• _What is required_: Please write out exactly the lines of the data below from the line holding "use cylpack::io::ext_repr::ExtInstance;" through the line holding "let file = File::open(path)", and leave out the rest.

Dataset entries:
▬▬▬▬▬▬

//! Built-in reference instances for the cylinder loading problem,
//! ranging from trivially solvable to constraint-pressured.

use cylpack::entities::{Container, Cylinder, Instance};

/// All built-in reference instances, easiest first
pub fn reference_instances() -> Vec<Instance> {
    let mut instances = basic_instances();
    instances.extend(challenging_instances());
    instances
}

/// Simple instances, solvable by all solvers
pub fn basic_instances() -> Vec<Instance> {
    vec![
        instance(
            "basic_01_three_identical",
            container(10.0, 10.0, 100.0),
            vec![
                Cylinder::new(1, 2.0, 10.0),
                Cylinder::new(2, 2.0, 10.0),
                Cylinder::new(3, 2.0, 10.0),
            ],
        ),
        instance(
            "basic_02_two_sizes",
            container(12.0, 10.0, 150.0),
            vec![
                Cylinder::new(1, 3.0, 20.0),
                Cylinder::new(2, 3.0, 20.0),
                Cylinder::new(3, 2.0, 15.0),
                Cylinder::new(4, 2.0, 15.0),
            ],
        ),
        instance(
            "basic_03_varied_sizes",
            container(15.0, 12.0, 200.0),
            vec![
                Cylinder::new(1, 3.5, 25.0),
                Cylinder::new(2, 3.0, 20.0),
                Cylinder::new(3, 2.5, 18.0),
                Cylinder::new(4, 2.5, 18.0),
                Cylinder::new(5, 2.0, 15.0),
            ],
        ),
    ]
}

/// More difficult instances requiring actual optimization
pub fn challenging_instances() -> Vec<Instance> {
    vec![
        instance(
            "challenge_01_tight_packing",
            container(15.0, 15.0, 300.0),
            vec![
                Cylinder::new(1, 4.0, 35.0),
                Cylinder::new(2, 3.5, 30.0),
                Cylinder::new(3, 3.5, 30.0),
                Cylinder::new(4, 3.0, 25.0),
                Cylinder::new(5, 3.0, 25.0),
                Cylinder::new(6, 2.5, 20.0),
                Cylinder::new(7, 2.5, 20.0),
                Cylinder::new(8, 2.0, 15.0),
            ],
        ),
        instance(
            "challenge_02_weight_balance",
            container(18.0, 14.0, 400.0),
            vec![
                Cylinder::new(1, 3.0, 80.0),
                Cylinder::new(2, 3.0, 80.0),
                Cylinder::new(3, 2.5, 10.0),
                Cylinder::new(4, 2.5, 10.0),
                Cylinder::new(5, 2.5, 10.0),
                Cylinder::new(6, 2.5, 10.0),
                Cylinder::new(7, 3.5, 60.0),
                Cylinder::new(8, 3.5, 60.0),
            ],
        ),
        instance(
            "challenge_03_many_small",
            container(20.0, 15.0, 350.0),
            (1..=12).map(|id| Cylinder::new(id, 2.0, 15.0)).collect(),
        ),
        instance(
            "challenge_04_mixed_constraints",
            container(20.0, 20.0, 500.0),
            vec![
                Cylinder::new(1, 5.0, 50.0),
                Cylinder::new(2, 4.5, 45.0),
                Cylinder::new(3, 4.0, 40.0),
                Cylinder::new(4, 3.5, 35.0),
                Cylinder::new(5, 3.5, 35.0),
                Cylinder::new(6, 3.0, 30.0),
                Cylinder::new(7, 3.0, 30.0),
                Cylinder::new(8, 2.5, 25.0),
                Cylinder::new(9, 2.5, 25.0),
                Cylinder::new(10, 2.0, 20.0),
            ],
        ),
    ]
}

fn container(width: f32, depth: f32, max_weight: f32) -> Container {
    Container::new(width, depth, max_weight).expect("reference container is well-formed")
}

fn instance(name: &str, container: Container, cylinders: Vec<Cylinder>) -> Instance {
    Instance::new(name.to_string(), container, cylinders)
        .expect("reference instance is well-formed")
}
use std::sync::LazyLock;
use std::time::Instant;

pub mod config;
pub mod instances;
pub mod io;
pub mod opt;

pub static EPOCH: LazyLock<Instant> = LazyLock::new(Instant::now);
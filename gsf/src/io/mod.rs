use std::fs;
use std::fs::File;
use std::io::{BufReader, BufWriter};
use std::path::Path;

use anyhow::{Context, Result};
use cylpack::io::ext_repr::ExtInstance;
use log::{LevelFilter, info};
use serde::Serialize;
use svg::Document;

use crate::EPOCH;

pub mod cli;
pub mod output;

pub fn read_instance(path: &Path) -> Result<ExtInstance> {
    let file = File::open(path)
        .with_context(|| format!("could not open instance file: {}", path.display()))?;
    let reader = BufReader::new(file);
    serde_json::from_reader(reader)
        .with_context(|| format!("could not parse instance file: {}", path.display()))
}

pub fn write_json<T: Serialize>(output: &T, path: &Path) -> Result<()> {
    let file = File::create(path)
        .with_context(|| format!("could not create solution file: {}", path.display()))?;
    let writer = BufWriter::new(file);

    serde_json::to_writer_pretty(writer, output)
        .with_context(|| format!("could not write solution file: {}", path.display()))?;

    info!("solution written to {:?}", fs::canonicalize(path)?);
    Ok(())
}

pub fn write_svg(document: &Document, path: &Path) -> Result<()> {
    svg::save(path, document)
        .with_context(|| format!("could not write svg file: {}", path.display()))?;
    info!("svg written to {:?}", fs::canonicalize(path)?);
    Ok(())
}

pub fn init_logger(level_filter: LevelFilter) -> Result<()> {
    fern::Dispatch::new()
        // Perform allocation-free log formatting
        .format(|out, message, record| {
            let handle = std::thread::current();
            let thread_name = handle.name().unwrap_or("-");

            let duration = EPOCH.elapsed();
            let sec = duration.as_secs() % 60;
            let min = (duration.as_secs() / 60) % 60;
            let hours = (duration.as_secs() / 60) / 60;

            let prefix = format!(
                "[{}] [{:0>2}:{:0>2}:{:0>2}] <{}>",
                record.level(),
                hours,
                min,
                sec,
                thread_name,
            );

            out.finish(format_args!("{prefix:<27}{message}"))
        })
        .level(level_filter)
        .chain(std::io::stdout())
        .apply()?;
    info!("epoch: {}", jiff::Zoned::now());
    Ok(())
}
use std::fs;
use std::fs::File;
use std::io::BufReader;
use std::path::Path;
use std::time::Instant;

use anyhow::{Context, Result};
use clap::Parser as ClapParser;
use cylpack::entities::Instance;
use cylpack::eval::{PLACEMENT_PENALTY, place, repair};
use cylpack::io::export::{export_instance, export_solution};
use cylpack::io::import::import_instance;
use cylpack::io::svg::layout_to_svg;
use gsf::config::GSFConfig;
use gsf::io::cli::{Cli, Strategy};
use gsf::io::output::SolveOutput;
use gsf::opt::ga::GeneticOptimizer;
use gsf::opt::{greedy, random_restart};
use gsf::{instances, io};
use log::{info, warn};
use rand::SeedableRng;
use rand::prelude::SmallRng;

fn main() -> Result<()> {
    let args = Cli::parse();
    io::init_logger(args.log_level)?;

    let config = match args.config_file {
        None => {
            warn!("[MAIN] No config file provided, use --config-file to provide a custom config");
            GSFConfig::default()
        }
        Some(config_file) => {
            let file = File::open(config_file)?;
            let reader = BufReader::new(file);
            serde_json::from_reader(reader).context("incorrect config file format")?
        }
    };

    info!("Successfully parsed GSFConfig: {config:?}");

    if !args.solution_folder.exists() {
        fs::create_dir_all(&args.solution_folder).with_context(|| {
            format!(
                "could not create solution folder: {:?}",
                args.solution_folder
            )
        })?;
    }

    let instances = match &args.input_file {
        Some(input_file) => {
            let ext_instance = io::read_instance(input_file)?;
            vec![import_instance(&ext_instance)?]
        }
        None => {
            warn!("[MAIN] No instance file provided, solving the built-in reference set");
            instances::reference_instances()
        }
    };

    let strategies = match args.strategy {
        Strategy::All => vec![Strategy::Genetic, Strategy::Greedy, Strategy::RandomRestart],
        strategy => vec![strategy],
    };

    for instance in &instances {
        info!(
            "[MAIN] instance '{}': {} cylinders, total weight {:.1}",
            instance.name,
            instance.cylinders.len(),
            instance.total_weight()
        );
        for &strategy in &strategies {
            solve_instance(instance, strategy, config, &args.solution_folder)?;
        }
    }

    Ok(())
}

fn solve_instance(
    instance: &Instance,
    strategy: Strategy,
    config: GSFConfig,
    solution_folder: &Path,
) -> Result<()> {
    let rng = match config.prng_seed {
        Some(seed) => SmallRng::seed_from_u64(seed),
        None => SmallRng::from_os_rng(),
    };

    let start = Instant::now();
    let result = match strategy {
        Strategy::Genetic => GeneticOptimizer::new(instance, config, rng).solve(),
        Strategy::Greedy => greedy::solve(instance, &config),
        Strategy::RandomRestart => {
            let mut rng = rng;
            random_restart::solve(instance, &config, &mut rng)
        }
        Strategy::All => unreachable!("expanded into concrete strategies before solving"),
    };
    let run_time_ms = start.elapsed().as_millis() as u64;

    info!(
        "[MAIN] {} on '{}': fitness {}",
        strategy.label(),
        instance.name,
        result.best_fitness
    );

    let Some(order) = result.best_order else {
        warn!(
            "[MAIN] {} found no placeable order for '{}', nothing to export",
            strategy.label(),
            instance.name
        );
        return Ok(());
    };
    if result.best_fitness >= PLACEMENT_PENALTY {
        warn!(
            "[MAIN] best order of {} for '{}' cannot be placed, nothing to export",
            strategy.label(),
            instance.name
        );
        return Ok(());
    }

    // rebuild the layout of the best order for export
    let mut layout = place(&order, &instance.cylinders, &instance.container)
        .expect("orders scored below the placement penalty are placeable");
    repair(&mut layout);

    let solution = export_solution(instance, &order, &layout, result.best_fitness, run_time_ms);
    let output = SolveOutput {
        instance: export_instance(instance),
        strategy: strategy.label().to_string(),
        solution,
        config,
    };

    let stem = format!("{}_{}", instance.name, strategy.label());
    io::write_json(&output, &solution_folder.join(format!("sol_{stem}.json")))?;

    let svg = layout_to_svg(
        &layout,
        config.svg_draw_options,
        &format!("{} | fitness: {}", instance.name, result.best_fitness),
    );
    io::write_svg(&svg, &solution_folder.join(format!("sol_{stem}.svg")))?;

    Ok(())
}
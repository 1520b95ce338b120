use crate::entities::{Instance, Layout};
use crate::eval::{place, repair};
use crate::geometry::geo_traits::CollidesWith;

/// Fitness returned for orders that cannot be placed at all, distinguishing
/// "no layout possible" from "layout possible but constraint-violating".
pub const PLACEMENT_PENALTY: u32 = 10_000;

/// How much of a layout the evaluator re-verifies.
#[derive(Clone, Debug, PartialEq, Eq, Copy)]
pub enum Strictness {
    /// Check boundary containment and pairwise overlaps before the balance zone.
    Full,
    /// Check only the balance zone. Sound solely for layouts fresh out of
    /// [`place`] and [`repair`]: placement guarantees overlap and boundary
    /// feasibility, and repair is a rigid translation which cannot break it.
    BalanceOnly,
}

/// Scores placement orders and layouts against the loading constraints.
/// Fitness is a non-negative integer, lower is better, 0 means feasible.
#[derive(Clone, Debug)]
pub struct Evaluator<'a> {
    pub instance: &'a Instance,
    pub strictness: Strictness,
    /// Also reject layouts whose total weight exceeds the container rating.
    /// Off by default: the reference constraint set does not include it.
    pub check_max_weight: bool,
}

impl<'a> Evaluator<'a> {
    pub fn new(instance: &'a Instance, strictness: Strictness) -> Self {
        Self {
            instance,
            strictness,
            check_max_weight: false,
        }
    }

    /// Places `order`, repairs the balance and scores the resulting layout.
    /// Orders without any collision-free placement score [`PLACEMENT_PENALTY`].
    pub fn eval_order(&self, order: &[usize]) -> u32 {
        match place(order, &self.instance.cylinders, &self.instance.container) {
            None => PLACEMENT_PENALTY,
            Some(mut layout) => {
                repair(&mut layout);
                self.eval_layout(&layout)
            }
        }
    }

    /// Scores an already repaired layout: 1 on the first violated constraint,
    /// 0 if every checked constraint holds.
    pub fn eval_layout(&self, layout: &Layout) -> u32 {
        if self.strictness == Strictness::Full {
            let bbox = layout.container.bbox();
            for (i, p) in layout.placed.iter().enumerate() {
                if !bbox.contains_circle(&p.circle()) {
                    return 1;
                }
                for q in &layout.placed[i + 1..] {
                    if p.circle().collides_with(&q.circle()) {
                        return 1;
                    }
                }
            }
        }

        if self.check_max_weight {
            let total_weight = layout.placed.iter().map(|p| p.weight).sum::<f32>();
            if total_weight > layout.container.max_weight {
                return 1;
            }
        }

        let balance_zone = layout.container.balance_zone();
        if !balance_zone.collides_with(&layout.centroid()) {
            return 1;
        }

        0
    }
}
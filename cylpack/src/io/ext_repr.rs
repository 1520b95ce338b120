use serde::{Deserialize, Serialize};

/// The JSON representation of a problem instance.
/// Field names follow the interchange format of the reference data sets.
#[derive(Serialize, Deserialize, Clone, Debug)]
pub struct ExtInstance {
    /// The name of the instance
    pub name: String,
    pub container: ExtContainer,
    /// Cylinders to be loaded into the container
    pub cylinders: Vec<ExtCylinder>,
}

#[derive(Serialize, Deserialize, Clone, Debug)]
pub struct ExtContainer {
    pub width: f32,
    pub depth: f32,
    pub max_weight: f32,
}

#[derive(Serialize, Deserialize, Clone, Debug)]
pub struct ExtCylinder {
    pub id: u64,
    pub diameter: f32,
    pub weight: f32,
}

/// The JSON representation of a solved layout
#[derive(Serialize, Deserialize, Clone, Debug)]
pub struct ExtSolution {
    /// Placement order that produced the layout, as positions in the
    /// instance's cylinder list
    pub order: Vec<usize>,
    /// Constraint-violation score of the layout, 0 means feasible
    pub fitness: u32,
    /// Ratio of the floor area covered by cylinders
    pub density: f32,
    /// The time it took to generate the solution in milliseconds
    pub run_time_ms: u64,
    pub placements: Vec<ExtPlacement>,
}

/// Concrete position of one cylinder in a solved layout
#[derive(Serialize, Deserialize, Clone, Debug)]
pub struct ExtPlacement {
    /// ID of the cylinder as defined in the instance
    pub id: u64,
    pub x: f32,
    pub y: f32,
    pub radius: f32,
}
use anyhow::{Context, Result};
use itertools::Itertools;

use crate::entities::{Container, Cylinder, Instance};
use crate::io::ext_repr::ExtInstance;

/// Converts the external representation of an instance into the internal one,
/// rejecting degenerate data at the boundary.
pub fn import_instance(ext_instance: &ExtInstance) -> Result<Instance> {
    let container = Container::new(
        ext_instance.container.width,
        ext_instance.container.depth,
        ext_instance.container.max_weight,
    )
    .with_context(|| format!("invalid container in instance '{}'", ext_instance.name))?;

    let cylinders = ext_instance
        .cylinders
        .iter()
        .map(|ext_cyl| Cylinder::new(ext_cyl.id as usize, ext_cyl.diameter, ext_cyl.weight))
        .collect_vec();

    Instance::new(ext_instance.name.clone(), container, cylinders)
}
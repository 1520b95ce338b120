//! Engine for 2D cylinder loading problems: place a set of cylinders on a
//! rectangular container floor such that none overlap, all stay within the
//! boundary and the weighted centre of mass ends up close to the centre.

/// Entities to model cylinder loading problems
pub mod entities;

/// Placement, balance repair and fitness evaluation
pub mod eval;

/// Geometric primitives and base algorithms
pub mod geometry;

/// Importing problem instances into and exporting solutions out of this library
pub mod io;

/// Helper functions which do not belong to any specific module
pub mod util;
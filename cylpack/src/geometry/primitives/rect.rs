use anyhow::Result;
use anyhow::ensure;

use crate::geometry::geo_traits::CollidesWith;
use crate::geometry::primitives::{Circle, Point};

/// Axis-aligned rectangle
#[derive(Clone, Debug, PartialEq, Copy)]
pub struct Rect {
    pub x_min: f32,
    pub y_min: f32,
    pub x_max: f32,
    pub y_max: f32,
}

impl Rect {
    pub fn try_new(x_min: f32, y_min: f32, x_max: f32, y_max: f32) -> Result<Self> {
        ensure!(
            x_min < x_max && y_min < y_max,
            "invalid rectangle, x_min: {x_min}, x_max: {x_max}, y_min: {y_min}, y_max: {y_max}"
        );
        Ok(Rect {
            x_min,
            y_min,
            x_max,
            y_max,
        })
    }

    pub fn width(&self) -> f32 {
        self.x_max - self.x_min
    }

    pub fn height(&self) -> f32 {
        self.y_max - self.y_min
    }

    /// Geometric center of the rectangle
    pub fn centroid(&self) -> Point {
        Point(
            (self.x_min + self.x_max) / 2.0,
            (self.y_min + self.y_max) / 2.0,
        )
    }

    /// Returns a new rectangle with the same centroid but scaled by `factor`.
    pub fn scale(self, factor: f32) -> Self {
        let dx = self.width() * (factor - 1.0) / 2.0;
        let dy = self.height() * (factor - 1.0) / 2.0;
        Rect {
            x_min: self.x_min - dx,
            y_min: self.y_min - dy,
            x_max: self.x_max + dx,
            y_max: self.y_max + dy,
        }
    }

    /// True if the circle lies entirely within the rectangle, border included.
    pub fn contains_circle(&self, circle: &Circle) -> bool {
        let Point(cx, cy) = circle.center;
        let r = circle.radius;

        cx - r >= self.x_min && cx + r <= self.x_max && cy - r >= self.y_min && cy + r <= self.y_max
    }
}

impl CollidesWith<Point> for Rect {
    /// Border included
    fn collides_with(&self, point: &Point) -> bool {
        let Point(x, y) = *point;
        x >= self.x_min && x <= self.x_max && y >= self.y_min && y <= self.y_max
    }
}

▬▬▬▬▬▬

• _Reply_:
use cylpack::io::ext_repr::ExtInstance;
use log::{LevelFilter, info};
use serde::Serialize;
use svg::Document;

use crate::EPOCH;

pub mod cli;
pub mod output;

pub fn read_instance(path: &Path) -> Result<ExtInstance> {
    let file = File::open(path)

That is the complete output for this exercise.